Eyes trained on the ECB
The results season is well and truly over: only Hewlett Packard will release its corporate results in the week ahead. What’s left is macroeconomic data as the only indicators likely to influence share prices. Perhaps the two-day G20 summit, starting in China on Sunday 4 September, will set off a few ripples. Taking over from purchasing managers in manufacturing, PMI sentiment for services looks set to hog the limelight in most countries next week. July figures for industrial production are due out in Germany, France, the Netherlands and the United Kingdom, while we can also look forward to Germany’s industrial orders.

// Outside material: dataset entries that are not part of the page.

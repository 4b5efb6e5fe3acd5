//! IMAP mailbox session library.
//!
//! Connects to a mail store over IMAP, enumerates and summarizes messages,
//! extracts attachments with per-part failure isolation, and relocates
//! messages between folders. Connection and credential settings live in
//! [`config::MailboxConfig`].

pub mod config;
pub mod error;
pub mod message;
pub mod session;
pub mod storage;
mod stream;

pub use config::{AuthSettings, MailboxConfig, SecurityMode};
pub use error::{MailboxError, Result, StorageError};
pub use message::{extract_attachments, Attachment, MessageFlag, MessageSummary};
pub use session::MailboxSession;
pub use storage::write_attachment;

Also slated for release are fresh French and German figures on the balance of trade and on July export and import developments, while China will report the same data for August. August inflation numbers are expected from China and the Netherlands. As for Europe-wide inflation (a mere 0.2% in August), we’re eagerly awaiting word from the ECB press conference on Thursday. We expect it to extend its asset purchase programme up to and including September 2017. In addition, we’re looking forward to revised economic growth figures for this year’s second quarter in both the European Union and Japan. The last of next week’s crop of economic data will concern the French labour market in July (employment and unemployment). But first, we await the same figures for the US labour market, due out this afternoon. By the time you read this, these will no doubt be in the public domain and we’ll know whether US employment growth has kept up its June and July clip. Monday is Labor Day, by the way, and US markets will be closed.